In 1991 the Revenue Commissioners arranged for huge posters to be placed on billboards throughout the State. In large text was the following message: "Dodgers named and fined - £175 million in taxes and penalties. Pay Your Tax or Pay the Penalty."
In the report of the Revenue Commissioners for that year, the commissioners proclaimed: "The concentrated and experienced resources within Revenue will utilise all legislative and administrative means to collect entrenched tax arrears and to tackle tax evasion in a targeted manner wherever it occurs."
At the very time when these posters were being put up, threatening ordinary taxpayers with perdition should they fail to pay their due taxes, and in the same year that the commissioners were boasting that all legislative and administrative means would be utilised to collect arrears and stop evasion, the commissioners were turning a blind eye to the largest tax scam in the history of the State (as far as we know so far, at any rate).
On February 13th, 1991, a meeting took place between Mr D. A. Mac Carthaigh, senior inspector in the commissioners' investigation branch, along with two colleagues, and representatives of AIB. At that meeting, Mr Mac Carthaigh became aware that a significant fraud had been in being for several years concerning the Deposit Interest Retention Tax (DIRT).
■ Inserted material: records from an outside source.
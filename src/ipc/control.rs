//! Lossless control plane: the stop event and the control message queues.
//!
//! Data edges drop under load; control edges never do. They are unbounded
//! crossbeam channels keyed by worker name and carry only small messages.

use crate::core_modules::frame::Polarity;
use crate::stimulus::command::StimulusCommand;
use crossbeam::channel::{self, Receiver, Sender, TryRecvError};
use parking_lot::RwLock;
use std::collections::HashMap;
use std::sync::Arc;
use std::sync::atomic::{AtomicBool, Ordering};

/// The single cancellation token of a DAG.
#[derive(Debug, Clone, Default)]
pub struct StopEvent {
    flag: Arc<AtomicBool>,
}

impl StopEvent {
    pub fn new() -> Self {
        Self::default()
    }

    pub fn set(&self) {
        self.flag.store(true, Ordering::Release);
    }

    pub fn is_set(&self) -> bool {
        self.flag.load(Ordering::Acquire)
    }
}

/// Runtime reconfiguration messages. A worker ignores the ones that do not
/// concern its role.
#[derive(Debug, Clone, PartialEq)]
pub enum ControlMessage {
    /// Replace the renderer's active stimulus.
    Stimulus(StimulusCommand),
    SetPolarity(Polarity),
    /// Discard the background estimate and start sampling again.
    ResetBackground,
    /// New foreground threshold for the animal localizer.
    SetIntensityThreshold(f32),
    /// Operator-issued trigger for `SoftwareTrigger` protocol items.
    SoftwareTrigger,
    /// Level of the hardware TTL line feeding `TtlTrigger` items.
    TtlLevel(bool),
    /// Pause or resume writing tracking rows and video frames.
    SetRecording(bool),
}

/// Sending half of a metadata edge, addressed to one worker.
#[derive(Debug, Clone)]
pub struct ControlSender {
    target: String,
    tx: Sender<ControlMessage>,
}

impl ControlSender {
    pub fn target(&self) -> &str {
        &self.target
    }

    /// Returns false when the target has already shut down.
    pub fn send(&self, message: ControlMessage) -> bool {
        self.tx.send(message).is_ok()
    }
}

/// Receiving half: every message addressed to one worker.
#[derive(Debug)]
pub struct ControlInbox {
    rx: Receiver<ControlMessage>,
}

impl ControlInbox {
    /// Empties the inbox without blocking.
    pub fn drain(&self) -> Vec<ControlMessage> {
        let mut out = Vec::new();
        loop {
            match self.rx.try_recv() {
                Ok(msg) => out.push(msg),
                Err(TryRecvError::Empty) | Err(TryRecvError::Disconnected) => break,
            }
        }
        out
    }
}

/// Registry of per-worker control queues.
#[derive(Debug, Clone, Default)]
pub struct ControlBus {
    routes: Arc<RwLock<HashMap<String, Sender<ControlMessage>>>>,
}

impl ControlBus {
    pub fn new() -> Self {
        Self::default()
    }

    /// Creates (or replaces) the inbox of `worker`.
    pub fn register(&self, worker: &str) -> ControlInbox {
        let (tx, rx) = channel::unbounded();
        self.routes.write().insert(worker.to_string(), tx);
        ControlInbox { rx }
    }

    pub fn sender(&self, worker: &str) -> Option<ControlSender> {
        self.routes.read().get(worker).map(|tx| ControlSender {
            target: worker.to_string(),
            tx: tx.clone(),
        })
    }

    pub fn send_to(&self, worker: &str, message: ControlMessage) -> bool {
        self.routes
            .read()
            .get(worker)
            .is_some_and(|tx| tx.send(message).is_ok())
    }

    /// Sends `message` to every registered worker; returns how many accepted it.
    pub fn broadcast(&self, message: &ControlMessage) -> usize {
        self.routes
            .read()
            .values()
            .filter(|tx| tx.send(message.clone()).is_ok())
            .count()
    }

    pub fn workers(&self) -> Vec<String> {
        let mut names: Vec<String> = self.routes.read().keys().cloned().collect();
        names.sort();
        names
    }
}

#[cfg(test)]
mod tests {
    use super::*;

    #[test]
    fn messages_reach_only_their_target() {
        let bus = ControlBus::new();
        let renderer = bus.register("stimulus");
        let tracker = bus.register("tracker_0");
        assert!(bus.send_to("stimulus", ControlMessage::SoftwareTrigger));
        assert!(!bus.send_to("nobody", ControlMessage::SoftwareTrigger));
        assert_eq!(renderer.drain(), vec![ControlMessage::SoftwareTrigger]);
        assert!(tracker.drain().is_empty());
    }

    #[test]
    fn broadcast_is_lossless_and_ordered() {
        let bus = ControlBus::new();
        let inbox = bus.register("recorder");
        let sender = bus.sender("recorder").unwrap();
        for level in [true, false, true] {
            sender.send(ControlMessage::TtlLevel(level));
        }
        assert_eq!(bus.broadcast(&ControlMessage::SetRecording(false)), 1);
        assert_eq!(
            inbox.drain(),
            vec![
                ControlMessage::TtlLevel(true),
                ControlMessage::TtlLevel(false),
                ControlMessage::TtlLevel(true),
                ControlMessage::SetRecording(false),
            ]
        );
    }

    #[test]
    fn stop_event_is_shared_between_clones() {
        let stop = StopEvent::new();
        let other = stop.clone();
        assert!(!other.is_set());
        stop.set();
        assert!(other.is_set());
    }
}
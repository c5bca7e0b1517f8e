// THEORY:
// The visualizer sits at the far end of the display worker. It never touches
// the run's queues; it only receives what the display worker publishes:
//
// 1.  **Frame bus.** Two tokio broadcast channels, one for JPEG previews and
//     one for the per-frame summary. Slow viewers lag and skip; they never
//     hold up the run.
// 2.  **Sink.** `BusSink` is the run's `DisplaySink`. It reports itself
//     unwatched while nobody is subscribed, so the display worker skips JPEG
//     encoding entirely when no browser is open.
// 3.  **Server** (`web` feature). An axum app streams both channels over one
//     WebSocket and forwards a few operator actions to the run's control bus.

use larva_vr::ipc::control::{ControlBus, ControlMessage};
use larva_vr::stages::{DisplayPacket, DisplaySink, PreviewSummary};
use std::net::SocketAddr;
use std::sync::Arc;
use tokio::sync::broadcast;

#[derive(Debug, Clone, Copy, PartialEq, Eq)]
pub enum FrameFormat {
    Jpeg,
}

#[derive(Debug, Clone)]
pub struct FramePacket {
    pub index: u64,
    pub ts_millis: u64,
    pub width: u32,
    pub height: u32,
    pub format: FrameFormat,
    pub data: Arc<[u8]>,
}

#[derive(Debug, Clone, Default)]
#[cfg_attr(feature = "web", derive(serde::Serialize))]
pub struct Meta {
    pub width: u32,
    pub height: u32,
    #[cfg_attr(feature = "web", serde(flatten))]
    pub summary: PreviewSummary,
}

#[derive(Clone)]
pub struct FrameBus {
    pub frames_tx: broadcast::Sender<FramePacket>,
    pub meta_tx: broadcast::Sender<Meta>,
}

impl FrameBus {
    pub fn new(capacity: usize) -> Self {
        let (frames_tx, _) = broadcast::channel::<FramePacket>(capacity.max(1));
        let (meta_tx, _) = broadcast::channel::<Meta>(capacity.max(1));
        Self { frames_tx, meta_tx }
    }

    /// True while at least one viewer is subscribed.
    pub fn watched(&self) -> bool {
        self.frames_tx.receiver_count() > 0 || self.meta_tx.receiver_count() > 0
    }

    /// A `DisplaySink` publishing onto this bus.
    pub fn sink(&self) -> BusSink {
        BusSink {
            bus: self.clone(),
            published: 0,
        }
    }
}

/// Display sink feeding a `FrameBus`.
pub struct BusSink {
    bus: FrameBus,
    published: u64,
}

impl BusSink {
    pub fn published(&self) -> u64 {
        self.published
    }
}

impl DisplaySink for BusSink {
    fn publish(&mut self, packet: DisplayPacket) -> larva_vr::Result<()> {
        let frame = FramePacket {
            index: packet.summary.index,
            ts_millis: (packet.summary.timestamp_ns.max(0) / 1_000_000) as u64,
            width: packet.width,
            height: packet.height,
            format: FrameFormat::Jpeg,
            data: packet.jpeg,
        };
        // A send error only means every viewer left since `wants_frames`.
        let _ = self.bus.frames_tx.send(frame);
        let _ = self.bus.meta_tx.send(Meta {
            width: packet.width,
            height: packet.height,
            summary: packet.summary,
        });
        self.published += 1;
        Ok(())
    }

    fn wants_frames(&self) -> bool {
        self.bus.watched()
    }
}

#[derive(Debug, Clone)]
pub struct ServerConfig {
    pub bind_addr: String,
}

/// Operator actions the server may forward to a running session.
#[derive(Clone)]
pub struct ControlHandle {
    bus: ControlBus,
}

impl ControlHandle {
    pub fn new(bus: ControlBus) -> Self {
        Self { bus }
    }

    /// Pauses or resumes the recorder and video writer.
    pub fn set_recording(&self, on: bool) -> usize {
        self.bus.broadcast(&ControlMessage::SetRecording(on))
    }

    /// Releases a protocol item waiting on a software trigger.
    pub fn software_trigger(&self) -> bool {
        self.bus.send_to("protocol", ControlMessage::SoftwareTrigger)
    }

    /// Restarts background estimation on every background worker.
    pub fn reset_background(&self) -> usize {
        self.bus.broadcast(&ControlMessage::ResetBackground)
    }
}

#[cfg(feature = "web")]
mod web {
    use super::{ControlHandle, FrameBus, ServerConfig};
    use axum::extract::ws::{Message, WebSocket, WebSocketUpgrade};
    use axum::extract::{Path, State};
    use axum::http::StatusCode;
    use axum::response::{Html, IntoResponse};
    use axum::routing::{get, post};
    use axum::Router;
    use futures_util::{SinkExt, StreamExt};
    use std::net::SocketAddr;
    use tokio::sync::broadcast::error::RecvError;

    const INDEX_HTML: &str = r#"<!doctype html>
<html>
<head><title>larva_vr preview</title></head>
<body style="font-family:sans-serif">
  <h2>larva_vr preview</h2>
  <div style="margin:8px 0; display:flex; gap:12px; align-items:center">
    <button onclick="fetch('/control/recording/on',{method:'POST'})">Record</button>
    <button onclick="fetch('/control/recording/off',{method:'POST'})">Pause recording</button>
    <button onclick="fetch('/control/trigger',{method:'POST'})">Trigger</button>
    <button onclick="fetch('/control/background/reset',{method:'POST'})">Reset background</button>
    <span id="status" style="font-family:monospace; font-size:12px; color:#777">connecting</span>
  </div>
  <img id="preview" style="border:1px solid #444; image-rendering:pixelated; min-width:640px">
  <pre id="meta" style="font-size:12px"></pre>
  <script>
    const ws = new WebSocket((location.protocol === 'https:' ? 'wss://' : 'ws://') + location.host + '/ws');
    ws.binaryType = 'blob';
    let url = null;
    ws.onopen = () => document.getElementById('status').textContent = 'connected';
    ws.onclose = () => document.getElementById('status').textContent = 'disconnected';
    ws.onmessage = (ev) => {
      if (typeof ev.data === 'string') {
        document.getElementById('meta').textContent = JSON.stringify(JSON.parse(ev.data), null, 1);
        return;
      }
      if (url) URL.revokeObjectURL(url);
      url = URL.createObjectURL(new Blob([ev.data], {type: 'image/jpeg'}));
      document.getElementById('preview').src = url;
    };
  </script>
</body>
</html>"#;

    #[derive(Clone)]
    struct AppState {
        bus: FrameBus,
        control: Option<ControlHandle>,
    }

    async fn ws_handler(ws: WebSocketUpgrade, State(state): State<AppState>) -> impl IntoResponse {
        ws.on_upgrade(move |socket| stream(socket, state.bus))
    }

    /// Forwards frames as binary messages and metadata as JSON text until the
    /// viewer goes away.
    async fn stream(socket: WebSocket, bus: FrameBus) {
        let mut frames = bus.frames_tx.subscribe();
        let mut meta = bus.meta_tx.subscribe();
        let (mut tx, mut rx) = socket.split();
        loop {
            let message = tokio::select! {
                frame = frames.recv() => match frame {
                    Ok(frame) => Message::Binary(frame.data.to_vec()),
                    Err(RecvError::Lagged(_)) => continue,
                    Err(RecvError::Closed) => break,
                },
                summary = meta.recv() => match summary {
                    Ok(summary) => match serde_json::to_string(&summary) {
                        Ok(text) => Message::Text(text),
                        Err(err) => {
                            tracing::warn!(error = %err, "cannot encode preview metadata");
                            continue;
                        }
                    },
                    Err(RecvError::Lagged(_)) => continue,
                    Err(RecvError::Closed) => break,
                },
                incoming = rx.next() => match incoming {
                    Some(Ok(Message::Close(_))) | None | Some(Err(_)) => break,
                    Some(Ok(_)) => continue,
                },
            };
            if tx.send(message).await.is_err() {
                break;
            }
        }
        tracing::debug!("preview viewer disconnected");
    }

    async fn recording(Path(state): Path<String>, State(app): State<AppState>) -> StatusCode {
        let on = match state.as_str() {
            "on" => true,
            "off" => false,
            _ => return StatusCode::BAD_REQUEST,
        };
        match &app.control {
            Some(control) => {
                control.set_recording(on);
                StatusCode::NO_CONTENT
            }
            None => StatusCode::SERVICE_UNAVAILABLE,
        }
    }

    async fn trigger(State(app): State<AppState>) -> StatusCode {
        match &app.control {
            Some(control) if control.software_trigger() => StatusCode::NO_CONTENT,
            Some(_) => StatusCode::NOT_FOUND,
            None => StatusCode::SERVICE_UNAVAILABLE,
        }
    }

    async fn reset_background(State(app): State<AppState>) -> StatusCode {
        match &app.control {
            Some(control) => {
                control.reset_background();
                StatusCode::NO_CONTENT
            }
            None => StatusCode::SERVICE_UNAVAILABLE,
        }
    }

    pub fn router(bus: FrameBus, control: Option<ControlHandle>) -> Router {
        Router::new()
            .route("/", get(|| async { Html(INDEX_HTML) }))
            .route("/healthz", get(|| async { "ok" }))
            .route("/ws", get(ws_handler))
            .route("/control/recording/:state", post(recording))
            .route("/control/trigger", post(trigger))
            .route("/control/background/reset", post(reset_background))
            .with_state(AppState { bus, control })
    }

    pub async fn serve(
        bus: FrameBus,
        cfg: ServerConfig,
        control: Option<ControlHandle>,
    ) -> anyhow::Result<(SocketAddr, tokio::task::JoinHandle<()>)> {
        let listener = tokio::net::TcpListener::bind(&cfg.bind_addr).await?;
        let addr = listener.local_addr()?;
        let app = router(bus, control);
        let server = tokio::spawn(async move {
            if let Err(err) = axum::serve(listener, app).await {
                tracing::error!(error = %err, "visualizer server stopped");
            }
        });
        tracing::info!(%addr, "visualizer listening");
        Ok((addr, server))
    }
}

/// Serves the preview page, the WebSocket stream and the operator endpoints.
/// Returns the bound address, which differs from `cfg` for port 0.
#[cfg(feature = "web")]
pub async fn start_server(
    bus: FrameBus,
    cfg: ServerConfig,
    control: Option<ControlHandle>,
) -> anyhow::Result<(SocketAddr, tokio::task::JoinHandle<()>)> {
    web::serve(bus, cfg, control).await
}

#[cfg(not(feature = "web"))]
pub async fn start_server(
    _bus: FrameBus,
    _cfg: ServerConfig,
    _control: Option<ControlHandle>,
) -> anyhow::Result<(SocketAddr, tokio::task::JoinHandle<()>)> {
    Err(anyhow::anyhow!("web feature not enabled for larva_vr_visualizer"))
}

#[cfg(test)]
mod tests {
    use super::*;
    use larva_vr::stages::AnimalSummary;

    fn packet(index: u64) -> DisplayPacket {
        let image = image::RgbImage::from_pixel(8, 6, image::Rgb([40, 80, 120]));
        DisplayPacket {
            width: 8,
            height: 6,
            jpeg: larva_vr::stages::display::encode_jpeg(&image, 90).unwrap().into(),
            summary: PreviewSummary {
                index,
                timestamp_ns: 2_500_000_000,
                animals: vec![AnimalSummary {
                    identity: 1,
                    centroid_x: 4.0,
                    centroid_y: 3.0,
                    heading_rad: 0.5,
                    has_eyes: false,
                    has_tail: true,
                }],
            },
        }
    }

    #[test]
    fn sink_is_unwatched_without_subscribers() {
        let bus = FrameBus::new(2);
        let sink = bus.sink();
        assert!(!sink.wants_frames());
        let _viewer = bus.meta_tx.subscribe();
        assert!(sink.wants_frames());
    }

    #[test]
    fn published_previews_reach_every_viewer() {
        let bus = FrameBus::new(4);
        let mut frames = bus.frames_tx.subscribe();
        let mut meta = bus.meta_tx.subscribe();
        let mut sink = bus.sink();

        sink.publish(packet(42)).unwrap();
        assert_eq!(sink.published(), 1);

        let frame = frames.try_recv().unwrap();
        assert_eq!((frame.index, frame.ts_millis), (42, 2500));
        assert_eq!(frame.format, FrameFormat::Jpeg);
        let decoded = image::load_from_memory(&frame.data).unwrap();
        assert_eq!((decoded.width(), decoded.height()), (8, 6));

        let meta = meta.try_recv().unwrap();
        assert_eq!(meta.summary.index, 42);
        assert_eq!(meta.summary.animals[0].identity, 1);
    }

    #[test]
    fn lagging_viewers_skip_instead_of_blocking() {
        let bus = FrameBus::new(2);
        let mut frames = bus.frames_tx.subscribe();
        let mut sink = bus.sink();
        for i in 0..5 {
            sink.publish(packet(i)).unwrap();
        }
        assert!(matches!(
            frames.try_recv(),
            Err(broadcast::error::TryRecvError::Lagged(3))
        ));
        assert_eq!(frames.try_recv().unwrap().index, 3);
        assert_eq!(frames.try_recv().unwrap().index, 4);
    }

    #[test]
    fn control_handle_reaches_registered_workers() {
        let bus = ControlBus::new();
        let protocol = bus.register("protocol");
        let background = bus.register("background_0");
        let control = ControlHandle::new(bus);

        assert!(control.software_trigger());
        assert_eq!(control.reset_background(), 2);
        assert_eq!(protocol.drain(), vec![ControlMessage::SoftwareTrigger, ControlMessage::ResetBackground]);
        assert_eq!(background.drain(), vec![ControlMessage::ResetBackground]);
    }

    #[cfg(not(feature = "web"))]
    #[tokio::test]
    async fn server_needs_the_web_feature() {
        let result = start_server(
            FrameBus::new(1),
            ServerConfig {
                bind_addr: "127.0.0.1:0".into(),
            },
            None,
        )
        .await;
        assert!(result.is_err());
    }

    #[cfg(feature = "web")]
    #[tokio::test]
    async fn health_endpoint_answers() {
        use tokio::io::{AsyncReadExt, AsyncWriteExt};

        let (addr, server) = start_server(
            FrameBus::new(1),
            ServerConfig {
                bind_addr: "127.0.0.1:0".into(),
            },
            None,
        )
        .await
        .unwrap();
        let mut stream = tokio::net::TcpStream::connect(addr).await.unwrap();
        stream
            .write_all(b"GET /healthz HTTP/1.1\r\nHost: localhost\r\nConnection: close\r\n\r\n")
            .await
            .unwrap();
        let mut response = String::new();
        stream.read_to_string(&mut response).await.unwrap();
        assert!(response.starts_with("HTTP/1.1 200"));
        assert!(response.ends_with("ok"));
        server.abort();
    }
}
Over the following few months he remained in contact with AIB and gave the bank some grounds for claiming later that he, effectively, had agreed on an amnesty on the fraud that had taken place prior to June 1991 (actually, this was not the case).
Although it was perfectly obvious that at the very minimum some £10 million of arrears could be collected from AIB arising from this fraud, no effort was made to collect these or any arrears - remember this was the very time when the large posters were pasted all around the State threatening over tax evasion.
But not only that. Mr Mac Carthaigh got diverted in October 1991 from the AIB inquiry and nobody else in the Revenue Commissioners bothered about the issue for seven years, and the matter was taken up then only because of a leak to a newspaper.
The AIB DIRT file lay on the floor of Mr Mac Carthaigh's office. He never handed the file to anybody else to pursue the outstanding tax - he explained to the Committee of Public Accounts on October 11th last that it was "not really" the custom to pass such files to a colleague with a note bringing them up to date on what was happening.
The AIB file did not get tagged or logged or given any status because the contacts with AIB, apparently, did not constitute even an inquiry. The amount certainly then known to be outstanding (£10 million) was a large multiple of the amounts recovered by any of the inspectors in the investigation branch in any one year. Of course, the actual amount outstanding was a multiple of 10 of the total amount of taxes recovered by the investigation branch in a year.
So what was going on within the Revenue Commissioners to have caused such extraordinary ineffectiveness? The agency was chaotically run at the time - the three Revenue Commissioners held no regular meetings, exchanged information only on an ad hoc basis, there were no minutes of the meetings they held, and nobody had an overview of what was going on. Even accepting such utter inefficiency, what was going on to cause them to overlook such massive tax arrears precisely at the time they were threatening ordinary taxpayers and boasting of how assiduous their investigations were?
It is all the more perplexing when one takes into account that on July 24th, 1986, a directive was issued by the Superintending Inspector's office prohibiting any investigation into DIRT tax forms pending further instructions. No such instructions were forthcoming until 12 years later.
Now, the significance of all this relates not just to the fraud on the DIRT tax, a fraud running into several hundreds of millions of pounds. The bogus non-resident accounts were, in the vast majority of instances, set up to hide undeclared income from the Revenue Commissioners. Thus the scale of the underlying fraud must have run into billions of pounds.
This fraud was taking place - in the mid and late 1980s and early 90s - precisely at a time when the Exchequer was strapped for cash. Hospital wards were being closed, there was no money to pay for minimally adequate social welfare benefits, the State was on the verge of bankruptcy.
In the midst of this dire emergency, while pretending to be engaged vigorously in collecting all outstanding taxes, the Revenue Commissioners were leaving files on massive tax scams lying on the floor of an office for years on end with no attempt being made to examine the scale of the fraud or to collect the taxes due, not even a bit of them.
On April 28th last year the then chairman of the Revenue Commissioners, Cathal Mac Domhnaill, gave evidence before a closed session of the Committee of Public Accounts. Pat Rabbitte TD asked up to 10 times about the evidence that had then emerged about the bogus non-resident accounts in AIB and elsewhere.
On 10 occasions Mr Mac Domhnaill sought to evade the question.
Finally, he resorted to ridiculing the claims being made about these accounts. He said they were held mostly by "grannies" so small were the deposits - at the time the total amount deposited in AIB alone was £600 million.
It is disappointing that the Committee of Public Accounts failed to uncover why this extraordinary negligence took place or why the directive of July 24th, 1986, was issued and kept in force for 12 years. It is also disappointing that the committee, while referring briefly to the scale of the total fraud involved, did not focus on the billions involved in the scam that underlay the DIRT fraud.